**Instructions for the task:**
Go over the lines below, and when one contains the word "DIRECTIONS", copy it.

::: Material provided

use crate::game::board::{Board, Player, COLS, ROWS};

/// Line orientations as (row step, column step): horizontal, vertical,
/// down-right diagonal, down-left diagonal.
const DIRECTIONS: [(isize, isize); 4] = [(0, 1), (1, 0), (1, 1), (1, -1)];

fn cell_at(board: &Board, row: isize, column: isize) -> Option<Player> {
    if row < 0 || column < 0 {
        return None;
    }
    board.cell(row as usize, column as usize)
}

/// Scans every window of four cells in all four orientations.
pub fn winner(board: &Board) -> Option<Player> {
    for row in 0..ROWS as isize {
        for column in 0..COLS as isize {
            let Some(player) = cell_at(board, row, column) else {
                continue;
            };
            for (dr, dc) in DIRECTIONS {
                if (1..4).all(|k| cell_at(board, row + k * dr, column + k * dc) == Some(player)) {
                    return Some(player);
                }
            }
        }
    }
    None
}

/// True if the disc at `(row, column)` is part of a four-in-a-row.
///
/// Cheaper than [`winner`] when only the last drop can have created a line.
pub fn wins_through(board: &Board, row: usize, column: usize) -> bool {
    let Some(player) = board.cell(row, column) else {
        return false;
    };
    let (row, column) = (row as isize, column as isize);

    DIRECTIONS.iter().any(|&(dr, dc)| {
        let run = |sign: isize| {
            (1..4)
                .take_while(|&k| {
                    cell_at(board, row + sign * k * dr, column + sign * k * dc) == Some(player)
                })
                .count()
        };
        1 + run(1) + run(-1) >= 4
    })
}

/// A board is terminal once someone has four in a row or no column is open.
pub fn is_terminal(board: &Board) -> bool {
    winner(board).is_some() || board.is_full()
}

#[cfg(test)]
mod tests {
    use super::*;
    use crate::game::board::create_board_empty;

    #[test]
    fn test_no_winner_on_empty_board() {
        let board = create_board_empty();
        assert_eq!(winner(&board), None);
        assert!(!is_terminal(&board));
    }

    #[test]
    fn test_horizontal_win() {
        let board = Board::from_rows([
            ".......",
            ".......",
            ".......",
            ".......",
            "..OOO..",
            ".XXXX..",
        ])
        .unwrap();
        assert_eq!(winner(&board), Some(Player::X));
        assert!(is_terminal(&board));
        assert!(wins_through(&board, 5, 4));
        assert!(wins_through(&board, 5, 1));
        assert!(!wins_through(&board, 4, 3));
    }

    #[test]
    fn test_vertical_win() {
        let board = Board::from_rows([
            ".......",
            ".......",
            "......O",
            "X.....O",
            "X.....O",
            "XX....O",
        ])
        .unwrap();
        assert_eq!(winner(&board), Some(Player::O));
        assert!(is_terminal(&board));
        assert!(wins_through(&board, 2, 6));
        assert!(!wins_through(&board, 3, 0));
    }

    #[test]
    fn test_down_right_diagonal_win() {
        // X from (2,0) to (5,3)
        let board = Board::from_rows([
            ".......",
            ".......",
            "X......",
            "OX.....",
            "OOX....",
            "XOOX.X.",
        ])
        .unwrap();
        assert_eq!(winner(&board), Some(Player::X));
        assert!(wins_through(&board, 2, 0));
        assert!(wins_through(&board, 4, 2));
    }

    #[test]
    fn test_down_left_diagonal_win() {
        // O from (2,6) to (5,3)
        let board = Board::from_rows([
            ".......",
            ".......",
            "......O",
            ".....OX",
            "....OXX",
            "...OXXO",
        ])
        .unwrap();
        assert_eq!(winner(&board), Some(Player::O));
        assert!(wins_through(&board, 5, 3));
        assert!(wins_through(&board, 3, 5));
    }

    #[test]
    fn test_three_in_a_row_is_not_a_win() {
        let board = Board::from_rows([
            ".......",
            ".......",
            ".......",
            ".......",
            "OOO....",
            "XXX....",
        ])
        .unwrap();
        assert_eq!(winner(&board), None);
        assert!(!is_terminal(&board));
        assert!(!wins_through(&board, 5, 2));
    }

    #[test]
    fn test_full_board_without_line_is_draw() {
        let board = Board::from_rows([
            "OXOOXXO",
            "XOXXOXX",
            "OXOOOXO",
            "XOXXXOX",
            "XOOOXOO",
            "XOOXXXO",
        ])
        .unwrap();
        assert_eq!(winner(&board), None);
        assert!(board.is_full());
        assert!(is_terminal(&board));
    }

    #[test]
    fn test_winner_is_pure() {
        let board = Board::from_rows([
            ".......",
            ".......",
            ".......",
            ".......",
            "..OOO..",
            ".XXXX..",
        ])
        .unwrap();
        assert_eq!(winner(&board), winner(&board));
        assert_eq!(is_terminal(&board), is_terminal(&board));
    }

    #[test]
    fn test_wins_through_empty_cell_is_false() {
        let board = create_board_empty();
        assert!(!wins_through(&board, 5, 3));
    }
}
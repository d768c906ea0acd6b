//! MCTS node structures
//!
//! Nodes live in the arena owned by [`crate::mcts::tree::SearchTree`] and
//! refer to each other through [`NodeId`] handles: children are listed in
//! creation order, and the parent handle is only walked by backpropagation.

use crate::game::board::{Board, Player};
use crate::game::get_legal_moves::get_legal_moves;
use crate::game::winner::is_terminal;

/// Index into the node arena.
#[derive(Debug, Clone, Copy, PartialEq, Eq, Hash, PartialOrd, Ord)]
pub struct NodeId(pub(crate) usize);

impl NodeId {
    pub fn index(self) -> usize {
        self.0
    }
}

/// A node in the MCTS tree
#[derive(Debug, Clone)]
pub struct SearchNode {
    /// Board reached at this node
    pub board: Board,

    /// Legal moves not yet expanded into children
    pub untried_moves: Vec<usize>,

    /// Child handles, in creation order
    pub children: Vec<NodeId>,

    /// Parent handle (`None` for the root)
    pub parent: Option<NodeId>,

    /// Number of times this node has been visited
    pub visit_count: u32,

    /// Sum of playout outcomes, seen from `player_just_moved`
    pub total_score: f64,

    /// Playouts won by `player_just_moved` (diagnostic only)
    pub win_count: u32,

    /// Column played from the parent to reach this node (`None` for the root)
    pub move_that_led_here: Option<usize>,

    /// Player who dropped the disc leading here
    pub player_just_moved: Player,

    terminal: bool,
}

impl SearchNode {
    /// Snapshots `board` with every legal move still untried.
    pub fn new(board: Board, parent: Option<NodeId>, move_that_led_here: Option<usize>) -> Self {
        SearchNode {
            board,
            untried_moves: get_legal_moves(&board),
            children: Vec::new(),
            parent,
            visit_count: 0,
            total_score: 0.0,
            win_count: 0,
            move_that_led_here,
            player_just_moved: board.current_player().opponent(),
            terminal: is_terminal(&board),
        }
    }

    pub fn is_terminal(&self) -> bool {
        self.terminal
    }

    pub fn is_fully_expanded(&self) -> bool {
        self.untried_moves.is_empty()
    }

    pub fn is_leaf(&self) -> bool {
        self.children.is_empty()
    }

    /// Mean score, 0.0 while unvisited
    pub fn average_score(&self) -> f64 {
        if self.visit_count == 0 {
            0.0
        } else {
            self.total_score / self.visit_count as f64
        }
    }

    /// Fraction of playouts won by `player_just_moved`, 0.0 while unvisited
    pub fn win_rate(&self) -> f64 {
        if self.visit_count == 0 {
            0.0
        } else {
            self.win_count as f64 / self.visit_count as f64
        }
    }
}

::::::

**Response to this task:**
const DIRECTIONS: [(isize, isize); 4] = [(0, 1), (1, 0), (1, 1), (1, -1)];
            for (dr, dc) in DIRECTIONS {
    DIRECTIONS.iter().any(|&(dr, dc)| {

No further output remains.